__Assigned task__.
The following listing has lines to check for the word "count"; give only the number of lines that contain it.
▶
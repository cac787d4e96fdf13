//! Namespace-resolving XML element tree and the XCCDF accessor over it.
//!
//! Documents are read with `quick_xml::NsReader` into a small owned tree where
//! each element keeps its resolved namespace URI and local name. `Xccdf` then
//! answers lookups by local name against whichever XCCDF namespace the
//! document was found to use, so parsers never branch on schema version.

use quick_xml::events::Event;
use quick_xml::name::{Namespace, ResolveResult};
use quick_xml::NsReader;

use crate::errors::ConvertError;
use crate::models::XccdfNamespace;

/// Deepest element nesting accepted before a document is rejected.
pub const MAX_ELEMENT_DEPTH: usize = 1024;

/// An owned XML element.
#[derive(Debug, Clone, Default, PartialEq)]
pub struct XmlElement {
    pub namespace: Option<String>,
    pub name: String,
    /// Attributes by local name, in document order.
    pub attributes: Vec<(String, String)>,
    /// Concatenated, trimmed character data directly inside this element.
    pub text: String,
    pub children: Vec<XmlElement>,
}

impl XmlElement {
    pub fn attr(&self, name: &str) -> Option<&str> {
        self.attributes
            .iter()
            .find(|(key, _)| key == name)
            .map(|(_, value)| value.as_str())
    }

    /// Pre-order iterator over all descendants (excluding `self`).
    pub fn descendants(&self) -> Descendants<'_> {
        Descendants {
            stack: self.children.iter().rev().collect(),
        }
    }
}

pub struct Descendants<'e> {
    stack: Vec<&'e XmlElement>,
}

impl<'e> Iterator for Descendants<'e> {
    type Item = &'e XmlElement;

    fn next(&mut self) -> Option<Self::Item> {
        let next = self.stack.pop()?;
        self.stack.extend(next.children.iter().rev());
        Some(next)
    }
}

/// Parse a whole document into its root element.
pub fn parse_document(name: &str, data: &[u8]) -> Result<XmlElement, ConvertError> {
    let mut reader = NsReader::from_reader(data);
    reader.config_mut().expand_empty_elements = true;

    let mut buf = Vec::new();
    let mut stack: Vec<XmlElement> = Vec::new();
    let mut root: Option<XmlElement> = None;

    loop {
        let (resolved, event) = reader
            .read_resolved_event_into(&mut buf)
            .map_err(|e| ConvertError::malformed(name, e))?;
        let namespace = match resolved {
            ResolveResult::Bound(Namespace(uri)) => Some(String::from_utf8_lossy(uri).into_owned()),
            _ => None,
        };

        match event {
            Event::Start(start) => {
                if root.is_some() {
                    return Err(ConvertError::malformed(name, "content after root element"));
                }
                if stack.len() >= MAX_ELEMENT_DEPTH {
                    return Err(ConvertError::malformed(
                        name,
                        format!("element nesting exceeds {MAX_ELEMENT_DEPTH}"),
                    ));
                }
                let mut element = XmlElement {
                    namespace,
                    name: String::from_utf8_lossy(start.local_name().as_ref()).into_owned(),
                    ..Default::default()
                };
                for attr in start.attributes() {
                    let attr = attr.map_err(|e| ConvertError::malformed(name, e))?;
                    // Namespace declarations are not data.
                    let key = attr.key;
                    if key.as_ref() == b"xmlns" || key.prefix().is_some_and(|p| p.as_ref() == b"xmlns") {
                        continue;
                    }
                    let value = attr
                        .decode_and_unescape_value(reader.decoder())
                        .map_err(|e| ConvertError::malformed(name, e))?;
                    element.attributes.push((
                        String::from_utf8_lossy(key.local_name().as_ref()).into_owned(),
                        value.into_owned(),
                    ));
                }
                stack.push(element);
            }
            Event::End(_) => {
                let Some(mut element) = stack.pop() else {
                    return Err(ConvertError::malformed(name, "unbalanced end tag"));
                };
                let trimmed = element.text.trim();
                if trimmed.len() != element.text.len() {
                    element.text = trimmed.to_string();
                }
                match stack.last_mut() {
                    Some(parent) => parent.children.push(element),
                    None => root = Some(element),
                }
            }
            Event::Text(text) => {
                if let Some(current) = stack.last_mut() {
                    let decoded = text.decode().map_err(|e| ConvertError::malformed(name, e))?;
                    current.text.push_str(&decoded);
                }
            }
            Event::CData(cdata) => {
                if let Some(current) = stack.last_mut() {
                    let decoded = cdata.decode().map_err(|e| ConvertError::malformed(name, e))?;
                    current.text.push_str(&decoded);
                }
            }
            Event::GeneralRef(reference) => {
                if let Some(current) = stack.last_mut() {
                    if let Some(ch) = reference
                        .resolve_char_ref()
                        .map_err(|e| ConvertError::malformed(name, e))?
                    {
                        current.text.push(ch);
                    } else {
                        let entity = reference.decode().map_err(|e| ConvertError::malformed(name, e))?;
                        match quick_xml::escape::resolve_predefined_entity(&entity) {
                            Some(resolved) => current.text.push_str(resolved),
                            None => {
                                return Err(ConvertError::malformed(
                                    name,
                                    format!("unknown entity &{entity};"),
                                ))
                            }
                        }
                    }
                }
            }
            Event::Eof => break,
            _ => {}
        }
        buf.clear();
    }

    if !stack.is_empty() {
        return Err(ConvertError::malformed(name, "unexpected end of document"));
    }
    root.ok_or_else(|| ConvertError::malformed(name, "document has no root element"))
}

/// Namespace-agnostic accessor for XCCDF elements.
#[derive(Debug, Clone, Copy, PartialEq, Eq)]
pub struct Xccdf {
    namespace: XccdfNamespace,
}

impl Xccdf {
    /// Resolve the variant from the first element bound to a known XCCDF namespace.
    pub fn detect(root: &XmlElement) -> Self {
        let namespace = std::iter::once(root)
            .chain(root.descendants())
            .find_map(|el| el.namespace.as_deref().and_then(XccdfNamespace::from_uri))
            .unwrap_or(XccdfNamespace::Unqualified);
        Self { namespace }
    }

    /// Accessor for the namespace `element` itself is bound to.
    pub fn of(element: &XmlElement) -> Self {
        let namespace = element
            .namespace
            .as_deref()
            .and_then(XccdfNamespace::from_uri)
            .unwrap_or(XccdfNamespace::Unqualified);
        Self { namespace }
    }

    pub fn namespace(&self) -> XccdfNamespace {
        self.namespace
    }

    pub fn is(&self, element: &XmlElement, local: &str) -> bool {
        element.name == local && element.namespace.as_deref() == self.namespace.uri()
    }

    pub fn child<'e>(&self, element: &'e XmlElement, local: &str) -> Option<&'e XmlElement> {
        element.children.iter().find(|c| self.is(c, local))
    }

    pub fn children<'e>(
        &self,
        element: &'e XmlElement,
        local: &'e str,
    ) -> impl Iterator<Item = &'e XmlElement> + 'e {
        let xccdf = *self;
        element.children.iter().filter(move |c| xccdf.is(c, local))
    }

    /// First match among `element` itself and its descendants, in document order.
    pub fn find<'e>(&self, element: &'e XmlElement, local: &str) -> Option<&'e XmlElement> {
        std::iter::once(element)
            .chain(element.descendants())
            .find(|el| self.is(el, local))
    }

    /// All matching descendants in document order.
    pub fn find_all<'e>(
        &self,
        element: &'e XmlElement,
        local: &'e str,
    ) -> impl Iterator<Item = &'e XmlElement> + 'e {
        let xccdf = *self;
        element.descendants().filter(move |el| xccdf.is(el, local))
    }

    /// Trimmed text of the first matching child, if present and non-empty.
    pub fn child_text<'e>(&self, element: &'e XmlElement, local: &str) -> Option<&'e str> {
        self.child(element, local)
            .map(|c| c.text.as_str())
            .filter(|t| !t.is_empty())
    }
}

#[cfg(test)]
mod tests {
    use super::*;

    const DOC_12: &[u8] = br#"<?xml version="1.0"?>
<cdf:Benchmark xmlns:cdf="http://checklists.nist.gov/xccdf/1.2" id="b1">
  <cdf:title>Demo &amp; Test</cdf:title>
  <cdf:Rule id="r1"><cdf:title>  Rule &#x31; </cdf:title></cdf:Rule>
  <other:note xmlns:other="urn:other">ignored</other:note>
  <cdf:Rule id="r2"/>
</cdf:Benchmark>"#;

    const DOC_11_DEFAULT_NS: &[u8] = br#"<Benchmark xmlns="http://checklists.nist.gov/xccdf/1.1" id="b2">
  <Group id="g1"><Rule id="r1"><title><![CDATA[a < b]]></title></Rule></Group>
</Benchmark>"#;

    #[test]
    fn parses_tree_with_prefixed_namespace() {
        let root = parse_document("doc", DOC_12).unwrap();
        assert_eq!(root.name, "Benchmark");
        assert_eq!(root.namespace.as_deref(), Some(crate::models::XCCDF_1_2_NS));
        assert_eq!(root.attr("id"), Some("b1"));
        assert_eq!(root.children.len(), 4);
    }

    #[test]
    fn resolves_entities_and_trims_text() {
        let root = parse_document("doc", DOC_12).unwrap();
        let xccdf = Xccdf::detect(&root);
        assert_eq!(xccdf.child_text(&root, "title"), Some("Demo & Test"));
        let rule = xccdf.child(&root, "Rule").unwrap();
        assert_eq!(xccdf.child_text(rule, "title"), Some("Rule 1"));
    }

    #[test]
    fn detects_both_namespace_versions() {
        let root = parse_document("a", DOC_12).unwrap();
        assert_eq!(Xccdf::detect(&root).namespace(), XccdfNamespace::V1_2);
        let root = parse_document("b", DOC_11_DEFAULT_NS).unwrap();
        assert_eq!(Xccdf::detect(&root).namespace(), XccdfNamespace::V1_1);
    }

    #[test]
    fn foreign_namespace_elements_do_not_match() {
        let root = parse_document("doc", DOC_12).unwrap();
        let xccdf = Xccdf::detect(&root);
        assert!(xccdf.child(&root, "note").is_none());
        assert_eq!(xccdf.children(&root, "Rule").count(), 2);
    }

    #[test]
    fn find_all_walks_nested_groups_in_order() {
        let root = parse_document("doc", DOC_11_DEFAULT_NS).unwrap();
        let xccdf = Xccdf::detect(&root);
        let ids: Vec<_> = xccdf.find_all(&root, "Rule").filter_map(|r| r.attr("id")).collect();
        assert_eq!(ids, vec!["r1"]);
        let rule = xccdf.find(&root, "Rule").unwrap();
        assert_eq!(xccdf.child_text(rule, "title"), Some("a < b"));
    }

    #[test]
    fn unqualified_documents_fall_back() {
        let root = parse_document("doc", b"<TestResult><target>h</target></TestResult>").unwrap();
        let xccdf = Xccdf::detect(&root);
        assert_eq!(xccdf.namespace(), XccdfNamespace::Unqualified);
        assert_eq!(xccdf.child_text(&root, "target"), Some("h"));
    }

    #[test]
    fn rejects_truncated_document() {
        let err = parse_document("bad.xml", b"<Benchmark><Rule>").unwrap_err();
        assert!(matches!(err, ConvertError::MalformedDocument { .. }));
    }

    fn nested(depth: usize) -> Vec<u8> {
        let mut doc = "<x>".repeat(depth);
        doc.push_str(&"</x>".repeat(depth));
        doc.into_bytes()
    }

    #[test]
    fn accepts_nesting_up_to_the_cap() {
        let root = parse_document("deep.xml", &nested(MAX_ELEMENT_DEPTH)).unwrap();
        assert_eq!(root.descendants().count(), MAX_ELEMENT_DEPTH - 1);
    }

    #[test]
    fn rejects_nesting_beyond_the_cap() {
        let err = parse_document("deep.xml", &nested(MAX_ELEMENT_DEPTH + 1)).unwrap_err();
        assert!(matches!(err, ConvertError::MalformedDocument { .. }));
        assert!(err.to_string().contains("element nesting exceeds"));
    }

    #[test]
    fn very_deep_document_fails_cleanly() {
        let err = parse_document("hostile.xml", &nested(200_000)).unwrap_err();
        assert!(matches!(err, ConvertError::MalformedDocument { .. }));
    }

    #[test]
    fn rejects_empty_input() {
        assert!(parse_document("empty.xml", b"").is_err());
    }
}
◀
__Answer__.
2